Selecting signals and instantiating an ILA

The first steps are to select signals for debugging and to instantiate an ILA that samples those signals.

Select signals in the RTL code based on your understanding of the on-chip processes that are involved in the problem. As every change of signals selected for debugging requires a new FPGA implementation run, which can take tens of minutes to a few hours, generously including signals often pays off. However, keep in mind that the resources required for the ILA increase with the number of signals, so it’s often infeasible to select thousands of wires at once. For these reasons, our general advice is to generously select control signals (e.g., FSM states, inputs, and outputs) and only selectively select data signals for debugging.

There are different approaches for connecting an ILA to the signals selected for debugging; see Probing the Design for In-System Debugging in Xilinx UG908 for details. In our experience, the most reliable approach is to instantiate an ILA in RTL and connect it to the debug signals in the design, and we’ll take this approach in this document.

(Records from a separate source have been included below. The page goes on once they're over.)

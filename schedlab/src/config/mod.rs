/*
SPDX-FileCopyrightText: Copyright 2026 LG Electronics Inc.
SPDX-License-Identifier: MIT
*/

//! Task-set file loading.
//!
//! The expected YAML structure is:
//! ```yaml
//! algorithm: rm            # optional: edf | rm | dm | all
//! horizon: 48              # optional, defaults to the hyperperiod
//! max_hyperperiod: 100000  # optional, defaults to 10_000_000 ticks
//! tasks:
//!   - { wcet: 1, deadline: 4, period: 4, offset: 0 }
//!   - { wcet: 2, deadline: 6, period: 6, offset: 0 }
//! ```
//!
//! Task fields are optional here: a task with a missing field is loaded and
//! later rejected by validation.  A non-numeric or negative value is a parse
//! error for the whole file.

use std::path::Path;

use anyhow::{Context, Result};
use serde::Deserialize;
use tracing::{debug, info, warn};

use crate::analysis::{AnalysisError, AnalysisOptions};
use crate::hyperperiod::DEFAULT_HYPERPERIOD_LIMIT;
use crate::scheduler::PriorityRule;
use crate::task::TaskCandidate;

// ── Private YAML deserialization types ────────────────────────────────────────

/// Top-level wrapper that maps directly onto the YAML file layout.
#[derive(Debug, Deserialize)]
#[serde(deny_unknown_fields)]
struct TaskSetFile {
    algorithm: Option<String>,
    horizon: Option<u64>,
    max_hyperperiod: Option<u64>,
    #[serde(default)]
    tasks: Vec<TaskCandidate>,
}

// ── Discipline selection ──────────────────────────────────────────────────────

/// One discipline, or all three in `EDF, RM, DM` order.
#[derive(Debug, Clone, Copy, PartialEq, Eq)]
pub enum Selection {
    One(PriorityRule),
    All,
}

impl Selection {
    pub fn rules(self) -> Vec<PriorityRule> {
        match self {
            Selection::One(rule) => vec![rule],
            Selection::All => vec![
                PriorityRule::EarliestDeadlineFirst,
                PriorityRule::RateMonotonic,
                PriorityRule::DeadlineMonotonic,
            ],
        }
    }
}

impl std::str::FromStr for Selection {
    type Err = AnalysisError;

    fn from_str(s: &str) -> Result<Self, Self::Err> {
        if s.trim().eq_ignore_ascii_case("all") {
            Ok(Selection::All)
        } else {
            s.parse().map(Selection::One)
        }
    }
}

// ── TaskSetConfig ─────────────────────────────────────────────────────────────

/// A task set and its analysis settings, as loaded from YAML.
#[derive(Debug, Clone, PartialEq, Eq)]
pub struct TaskSetConfig {
    pub selection: Option<Selection>,
    pub horizon: Option<u64>,
    pub max_hyperperiod: u64,
    pub tasks: Vec<TaskCandidate>,
}

impl TaskSetConfig {
    /// Read and parse the task-set file at `path`.
    ///
    /// # Errors
    /// Returns an error if the file cannot be read, the YAML is malformed, or
    /// the `algorithm` name is unknown.
    pub fn load_from_file(path: &Path) -> Result<Self> {
        info!("Loading task set from: {}", path.display());

        let content = std::fs::read_to_string(path)
            .with_context(|| format!("Cannot open task-set file: {}", path.display()))?;

        Self::from_yaml_str(&content)
            .with_context(|| format!("Failed to load task set: {}", path.display()))
    }

    /// Parse a task set from YAML text.
    pub fn from_yaml_str(content: &str) -> Result<Self> {
        let file: TaskSetFile =
            serde_yaml::from_str(content).context("Failed to parse task-set YAML")?;

        let selection = file
            .algorithm
            .as_deref()
            .map(str::parse::<Selection>)
            .transpose()?;

        if file.tasks.is_empty() {
            warn!("Task-set file contains no tasks");
        }
        for (index, task) in file.tasks.iter().enumerate() {
            debug!(
                index,
                wcet = ?task.wcet,
                deadline = ?task.deadline,
                period = ?task.period,
                offset = ?task.offset,
                "  Task"
            );
        }
        info!(
            task_count = file.tasks.len(),
            algorithm = ?selection,
            horizon = ?file.horizon,
            "Loaded task set"
        );

        Ok(Self {
            selection,
            horizon: file.horizon,
            max_hyperperiod: file.max_hyperperiod.unwrap_or(DEFAULT_HYPERPERIOD_LIMIT),
            tasks: file.tasks,
        })
    }

    /// Analyzer options carried by this file.
    pub fn options(&self) -> AnalysisOptions {
        AnalysisOptions {
            horizon: self.horizon,
            hyperperiod_limit: self.max_hyperperiod,
        }
    }
}

// ── Tests ─────────────────────────────────────────────────────────────────────

#[cfg(test)]
mod tests {
    use super::*;
    use std::io::Write;
    use tempfile::NamedTempFile;

    /// Helper: write a YAML string to a temp file and return it.
    fn yaml_tempfile(content: &str) -> NamedTempFile {
        let mut f = NamedTempFile::new().unwrap();
        f.write_all(content.as_bytes()).unwrap();
        f
    }

    // ── load_from_file ────────────────────────────────────────────────────────

    #[test]
    fn load_full_task_set() {
        let yaml = r#"
algorithm: RM
horizon: 24
max_hyperperiod: 1000
tasks:
  - { wcet: 1, deadline: 4, period: 4, offset: 0 }
  - wcet: 2
    deadline: 6
    period: 6
    offset: 0
"#;
        let f = yaml_tempfile(yaml);
        let cfg = TaskSetConfig::load_from_file(f.path()).unwrap();

        assert_eq!(cfg.selection, Some(Selection::One(PriorityRule::RateMonotonic)));
        assert_eq!(
            cfg.tasks,
            vec![
                TaskCandidate::complete(1, 4, 4, 0),
                TaskCandidate::complete(2, 6, 6, 0)
            ]
        );
        assert_eq!(
            cfg.options(),
            AnalysisOptions {
                horizon: Some(24),
                hyperperiod_limit: 1000
            }
        );
    }

    #[test]
    fn optional_settings_use_defaults_when_absent() {
        let f = yaml_tempfile("tasks:\n  - { wcet: 1, deadline: 2, period: 2, offset: 0 }\n");
        let cfg = TaskSetConfig::load_from_file(f.path()).unwrap();
        assert_eq!(cfg.selection, None);
        assert_eq!(cfg.options(), AnalysisOptions::default());
    }

    #[test]
    fn missing_task_field_loads_as_none() {
        let f = yaml_tempfile("tasks:\n  - { wcet: 1, period: 5, offset: 0 }\n");
        let cfg = TaskSetConfig::load_from_file(f.path()).unwrap();
        assert_eq!(cfg.tasks[0].deadline, None);
        assert_eq!(cfg.tasks[0].period, Some(5));
    }

    #[test]
    fn non_numeric_field_returns_error() {
        let f = yaml_tempfile("tasks:\n  - { wcet: one, deadline: 2, period: 2, offset: 0 }\n");
        assert!(TaskSetConfig::load_from_file(f.path()).is_err());
    }

    #[test]
    fn negative_field_returns_error() {
        let f = yaml_tempfile("tasks:\n  - { wcet: -1, deadline: 2, period: 2, offset: 0 }\n");
        assert!(TaskSetConfig::load_from_file(f.path()).is_err());
    }

    #[test]
    fn unknown_algorithm_returns_error() {
        let err = TaskSetConfig::from_yaml_str("algorithm: fifo\ntasks: []\n").unwrap_err();
        assert!(format!("{err:#}").contains("fifo"));
    }

    #[test]
    fn missing_file_returns_error() {
        let result = TaskSetConfig::load_from_file(Path::new("/nonexistent/taskset.yaml"));
        assert!(result.is_err());
    }

    #[test]
    fn malformed_yaml_returns_error() {
        let f = yaml_tempfile("this is: not: valid: yaml: content:::");
        assert!(TaskSetConfig::load_from_file(f.path()).is_err());
    }

    #[test]
    fn demo_task_sets_load() {
        let demos = Path::new(env!("CARGO_MANIFEST_DIR")).join("demos");
        for (name, count) in [
            ("rm_classic.yaml", 2),
            ("edf_constrained.yaml", 2),
            ("dm_response_time.yaml", 3),
            ("mixed_offsets.yaml", 3),
        ] {
            let cfg = TaskSetConfig::load_from_file(&demos.join(name)).unwrap();
            assert_eq!(cfg.tasks.len(), count, "{name}");
            assert!(cfg.selection.is_some(), "{name}");
        }
    }

    // ── Selection ─────────────────────────────────────────────────────────────

    #[test]
    fn selection_all_expands_to_three_rules() {
        let selection: Selection = "ALL".parse().unwrap();
        assert_eq!(selection, Selection::All);
        assert_eq!(selection.rules().len(), 3);
        assert_eq!(
            "dm".parse::<Selection>().unwrap().rules(),
            vec![PriorityRule::DeadlineMonotonic]
        );
    }
}
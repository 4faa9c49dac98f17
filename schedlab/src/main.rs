/*
SPDX-FileCopyrightText: Copyright 2026 LG Electronics Inc.
SPDX-License-Identifier: MIT
*/

use std::io::Write;
use std::path::PathBuf;
use std::process;

use anyhow::{Context, Result};
use clap::Parser;
use tracing::{error, info, warn};

use schedlab::analysis::Analyzer;
use schedlab::config::{Selection, TaskSetConfig};
use schedlab::scheduler::PriorityRule;

// ── CLI argument definition ───────────────────────────────────────────────────

/// Simulate a periodic task set and run its schedulability tests.
///
/// Example:
///   schedlab --taskset demos/rm_classic.yaml --algorithm all
#[derive(Debug, Parser)]
#[command(
    name = "schedlab",
    about = "EDF / RM / DM schedulability analyzer",
    long_about = None,
)]
struct Cli {
    /// Path to the YAML task-set file.
    #[arg(short = 't', long = "taskset")]
    taskset: PathBuf,

    /// Scheduling discipline: edf, rm, dm or all.  Overrides the file.
    #[arg(short = 'a', long = "algorithm")]
    algorithm: Option<Selection>,

    /// Simulation horizon in ticks.  Overrides the file; defaults to the hyperperiod.
    #[arg(long = "horizon")]
    horizon: Option<u64>,

    /// Largest hyperperiod or horizon accepted, in ticks.  Overrides the file.
    #[arg(long = "max-hyperperiod")]
    max_hyperperiod: Option<u64>,

    /// Omit the execution trace from the printed report.
    #[arg(long = "no-trace", default_value_t = false)]
    no_trace: bool,
}

// ── Entry point ───────────────────────────────────────────────────────────────

fn main() {
    // Level is controlled by the RUST_LOG env-var (e.g. RUST_LOG=debug).
    // Logs go to stderr so that stdout carries only the report.
    tracing_subscriber::fmt()
        .with_env_filter(
            tracing_subscriber::EnvFilter::try_from_default_env()
                .unwrap_or_else(|_| tracing_subscriber::EnvFilter::new("info")),
        )
        .with_writer(std::io::stderr)
        .init();

    let cli = Cli::parse();

    info!(
        taskset   = %cli.taskset.display(),
        algorithm = ?cli.algorithm,
        horizon   = ?cli.horizon,
        no_trace  = cli.no_trace,
        "Configuration"
    );

    if let Err(e) = run(&cli) {
        error!("Analysis failed: {:#}", e);
        process::exit(1);
    }
}

fn run(cli: &Cli) -> Result<()> {
    let mut config = TaskSetConfig::load_from_file(&cli.taskset)?;

    if cli.horizon.is_some() {
        config.horizon = cli.horizon;
    }
    if let Some(limit) = cli.max_hyperperiod {
        config.max_hyperperiod = limit;
    }

    let selection = match cli.algorithm.or(config.selection) {
        Some(selection) => selection,
        None => {
            warn!("No algorithm given, defaulting to EDF");
            Selection::One(PriorityRule::EarliestDeadlineFirst)
        }
    };

    let analyzer = Analyzer::new(config.options());
    let stdout = std::io::stdout();
    let mut out = stdout.lock();

    for rule in selection.rules() {
        let mut report = analyzer
            .analyze_rule(&config.tasks, rule)
            .with_context(|| format!("{rule} analysis"))?;

        for result in &report.test_results {
            info!(
                discipline = %rule,
                test = %result.test,
                verdict = %result.verdict,
                "Test result"
            );
        }
        match &report.first_missed_deadline {
            Some(miss) => warn!(
                discipline = %rule,
                task_id = miss.task_id,
                round = miss.round,
                deadline = miss.deadline,
                "Simulation missed a deadline"
            ),
            None => info!(discipline = %rule, horizon = report.horizon, "No deadline missed"),
        }

        if cli.no_trace {
            report.trace.clear();
        }
        let yaml = serde_yaml::to_string(&report).context("Failed to serialise report")?;
        writeln!(out, "---\n{}", yaml.trim_end()).context("Failed to write report")?;
    }

    Ok(())
}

Open the RTL code for a module in which you have identified a substantial portion of the signals for debugging and append the following instantiation of an ILA module:

ila_0 u_ila_0 (
  .clk      (),
  .probe0   ()
);

The clk input of the ILA needs to be assigned to a free-running clock; i.e., it cannot be clock-gated. This clock must also be sufficiently fast to sample all signals that will be connected to the probe0 input. If the clk_i input of the module in which you are inserting the ILA does not fulfill these requirements, wire an additional, suitable clock from the top-level design through the hierarchy into that module.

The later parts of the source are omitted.